**Exercise prompt:**
Please repeat each of the records that follow, exactly as written.

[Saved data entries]
-- -- --
//! App archive writer.
//!
//! Snapshots the app directory into a gzipped GNU tar, skipping build output,
//! dotfiles and caches, and appends the merged requirements manifest.

use std::fs::File;
use std::io;
use std::path::{Component, Path, PathBuf};
use std::time::{SystemTime, UNIX_EPOCH};

use flate2::write::GzEncoder;
use flate2::Compression;
use tar::{Builder, EntryType, Header};
use walkdir::WalkDir;

use crate::paths::{is_within_directory, normalize};
use crate::requirements::{Requirements, REQUIREMENTS_FILE};

/// Archive file name in the output directory.
pub const ARCHIVE_FILE: &str = "app.tar.gz";

const CACHE_DIR_PREFIX: &str = "__pycache__";

/// Decides which entries under the app root go into the archive.
#[derive(Debug, Clone)]
pub struct ArchiveFilter {
    root: PathBuf,
    excluded_dirs: Vec<PathBuf>,
    excluded_files: Vec<PathBuf>,
}

impl ArchiveFilter {
    /// Create a filter for the tree rooted at `root` (an absolute path).
    pub fn new(root: impl Into<PathBuf>) -> Self {
        Self {
            root: normalize(&root.into()),
            excluded_dirs: Vec::new(),
            excluded_files: Vec::new(),
        }
    }

    /// Skip `dir` and everything inside it.
    pub fn exclude_dir(mut self, dir: impl AsRef<Path>) -> Self {
        self.excluded_dirs.push(normalize(dir.as_ref()));
        self
    }

    /// Skip a single file.
    pub fn exclude_file(mut self, file: impl AsRef<Path>) -> Self {
        self.excluded_files.push(normalize(file.as_ref()));
        self
    }

    pub fn root(&self) -> &Path {
        &self.root
    }

    /// Whether the entry at `relative` (relative to the root) is archived.
    ///
    /// Rejecting a directory also rejects everything below it.
    pub fn includes(&self, relative: &Path) -> bool {
        for component in relative.components() {
            if let Component::Normal(name) = component {
                let name = name.to_string_lossy();
                if name.starts_with('.') || name.starts_with(CACHE_DIR_PREFIX) {
                    return false;
                }
            }
        }

        if relative == Path::new(REQUIREMENTS_FILE) {
            return false;
        }

        let full = normalize(&self.root.join(relative));

        if self
            .excluded_dirs
            .iter()
            .any(|dir| is_within_directory(dir, &full))
        {
            return false;
        }

        !self.excluded_files.iter().any(|file| *file == full)
    }
}

/// Result of writing an archive.
#[derive(Debug)]
pub struct ArchiveSummary {
    /// Archive names of the app entries, in the order they were written
    pub entries: Vec<String>,
}

/// Write `app.tar.gz` to `dest`: the filtered app tree followed by `manifest`
/// stored as `requirements.txt`.
pub fn write_app_archive(
    dest: &Path,
    filter: &ArchiveFilter,
    manifest: &Requirements,
) -> io::Result<ArchiveSummary> {
    let file = File::create(dest)?;
    let encoder = GzEncoder::new(file, Compression::best());

    let mut tar = Builder::new(encoder);
    tar.follow_symlinks(false);

    let root = filter.root();
    let mut entries = Vec::new();

    let walker = WalkDir::new(root)
        .min_depth(1)
        .sort_by_file_name()
        .into_iter()
        .filter_entry(|e| filter.includes(e.path().strip_prefix(root).unwrap_or(e.path())));

    for entry in walker {
        let entry = entry.map_err(io::Error::from)?;
        let relative = entry.path().strip_prefix(root).unwrap_or(entry.path());
        let name = archive_name(relative);

        tracing::info!("    Adding {}", name);
        tar.append_path_with_name(entry.path(), &name)?;
        entries.push(name);
    }

    tracing::info!("    Adding {}", REQUIREMENTS_FILE);
    append_manifest(&mut tar, manifest)?;

    let encoder = tar.into_inner()?;
    encoder.finish()?;

    Ok(ArchiveSummary { entries })
}

fn append_manifest<W: io::Write>(tar: &mut Builder<W>, manifest: &Requirements) -> io::Result<()> {
    let data = manifest.to_manifest().into_bytes();
    let mtime = SystemTime::now()
        .duration_since(UNIX_EPOCH)
        .map(|d| d.as_secs())
        .unwrap_or(0);

    let mut header = Header::new_gnu();
    header.set_entry_type(EntryType::Regular);
    header.set_size(data.len() as u64);
    header.set_mode(0o644);
    header.set_uid(0);
    header.set_gid(0);
    header.set_mtime(mtime);

    tar.append_data(&mut header, REQUIREMENTS_FILE, data.as_slice())
}

/// POSIX-style archive name for a path relative to the app root.
fn archive_name(relative: &Path) -> String {
    relative
        .components()
        .map(|c| c.as_os_str().to_string_lossy())
        .collect::<Vec<_>>()
        .join("/")
}
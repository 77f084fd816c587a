//! A virtual machine for the CHIP-8 instruction set. The implementation follows the
//! instruction set described [here](https://en.wikipedia.org/wiki/CHIP-8#Opcode_table)
//! and only covers the base instruction set, no SUPER-CHIP extensions.
//!
//! The machine itself is driven from the outside: a driver calls
//! [`chip::Chip::cycle`] at whatever cadence it likes, injects key presses through the
//! input pins and renders the output pins. A text user interface built on cursive
//! ships as the `emulator_text_ui` binary.
pub mod chip;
-- -- --
**Exercise result:**
//! App archive writer.
//!
//! Snapshots the app directory into a gzipped GNU tar, skipping build output,
//! dotfiles and caches, and appends the merged requirements manifest.

use std::fs::File;
use std::io;
use std::path::{Component, Path, PathBuf};
use std::time::{SystemTime, UNIX_EPOCH};

use flate2::write::GzEncoder;
use flate2::Compression;
use tar::{Builder, EntryType, Header};
use walkdir::WalkDir;

use crate::paths::{is_within_directory, normalize};
use crate::requirements::{Requirements, REQUIREMENTS_FILE};

/// Archive file name in the output directory.
pub const ARCHIVE_FILE: &str = "app.tar.gz";

const CACHE_DIR_PREFIX: &str = "__pycache__";

/// Decides which entries under the app root go into the archive.
#[derive(Debug, Clone)]
pub struct ArchiveFilter {
    root: PathBuf,
    excluded_dirs: Vec<PathBuf>,
    excluded_files: Vec<PathBuf>,
}

impl ArchiveFilter {
    /// Create a filter for the tree rooted at `root` (an absolute path).
    pub fn new(root: impl Into<PathBuf>) -> Self {
        Self {
            root: normalize(&root.into()),
            excluded_dirs: Vec::new(),
            excluded_files: Vec::new(),
        }
    }

    /// Skip `dir` and everything inside it.
    pub fn exclude_dir(mut self, dir: impl AsRef<Path>) -> Self {
        self.excluded_dirs.push(normalize(dir.as_ref()));
        self
    }

    /// Skip a single file.
    pub fn exclude_file(mut self, file: impl AsRef<Path>) -> Self {
        self.excluded_files.push(normalize(file.as_ref()));
        self
    }

    pub fn root(&self) -> &Path {
        &self.root
    }

    /// Whether the entry at `relative` (relative to the root) is archived.
    ///
    /// Rejecting a directory also rejects everything below it.
    pub fn includes(&self, relative: &Path) -> bool {
        for component in relative.components() {
            if let Component::Normal(name) = component {
                let name = name.to_string_lossy();
                if name.starts_with('.') || name.starts_with(CACHE_DIR_PREFIX) {
                    return false;
                }
            }
        }

        if relative == Path::new(REQUIREMENTS_FILE) {
            return false;
        }

        let full = normalize(&self.root.join(relative));

        if self
            .excluded_dirs
            .iter()
            .any(|dir| is_within_directory(dir, &full))
        {
            return false;
        }

        !self.excluded_files.iter().any(|file| *file == full)
    }
}

/// Result of writing an archive.
#[derive(Debug)]
pub struct ArchiveSummary {
    /// Archive names of the app entries, in the order they were written
    pub entries: Vec<String>,
}

/// Write `app.tar.gz` to `dest`: the filtered app tree followed by `manifest`
/// stored as `requirements.txt`.
pub fn write_app_archive(
    dest: &Path,
    filter: &ArchiveFilter,
    manifest: &Requirements,
) -> io::Result<ArchiveSummary> {
    let file = File::create(dest)?;
    let encoder = GzEncoder::new(file, Compression::best());

    let mut tar = Builder::new(encoder);
    tar.follow_symlinks(false);

    let root = filter.root();
    let mut entries = Vec::new();

    let walker = WalkDir::new(root)
        .min_depth(1)
        .sort_by_file_name()
        .into_iter()
        .filter_entry(|e| filter.includes(e.path().strip_prefix(root).unwrap_or(e.path())));

    for entry in walker {
        let entry = entry.map_err(io::Error::from)?;
        let relative = entry.path().strip_prefix(root).unwrap_or(entry.path());
        let name = archive_name(relative);

        tracing::info!("    Adding {}", name);
        tar.append_path_with_name(entry.path(), &name)?;
        entries.push(name);
    }

    tracing::info!("    Adding {}", REQUIREMENTS_FILE);
    append_manifest(&mut tar, manifest)?;

    let encoder = tar.into_inner()?;
    encoder.finish()?;

    Ok(ArchiveSummary { entries })
}

fn append_manifest<W: io::Write>(tar: &mut Builder<W>, manifest: &Requirements) -> io::Result<()> {
    let data = manifest.to_manifest().into_bytes();
    let mtime = SystemTime::now()
        .duration_since(UNIX_EPOCH)
        .map(|d| d.as_secs())
        .unwrap_or(0);

    let mut header = Header::new_gnu();
    header.set_entry_type(EntryType::Regular);
    header.set_size(data.len() as u64);
    header.set_mode(0o644);
    header.set_uid(0);
    header.set_gid(0);
    header.set_mtime(mtime);

    tar.append_data(&mut header, REQUIREMENTS_FILE, data.as_slice())
}

/// POSIX-style archive name for a path relative to the app root.
fn archive_name(relative: &Path) -> String {
    relative
        .components()
        .map(|c| c.as_os_str().to_string_lossy())
        .collect::<Vec<_>>()
        .join("/")
}
repository 77f084fd816c587a
//! A virtual machine for the CHIP-8 instruction set. The implementation follows the
//! instruction set described [here](https://en.wikipedia.org/wiki/CHIP-8#Opcode_table)
//! and only covers the base instruction set, no SUPER-CHIP extensions.
//!
//! The machine itself is driven from the outside: a driver calls
//! [`chip::Chip::cycle`] at whatever cadence it likes, injects key presses through the
//! input pins and renders the output pins. A text user interface built on cursive
//! ships as the `emulator_text_ui` binary.
pub mod chip;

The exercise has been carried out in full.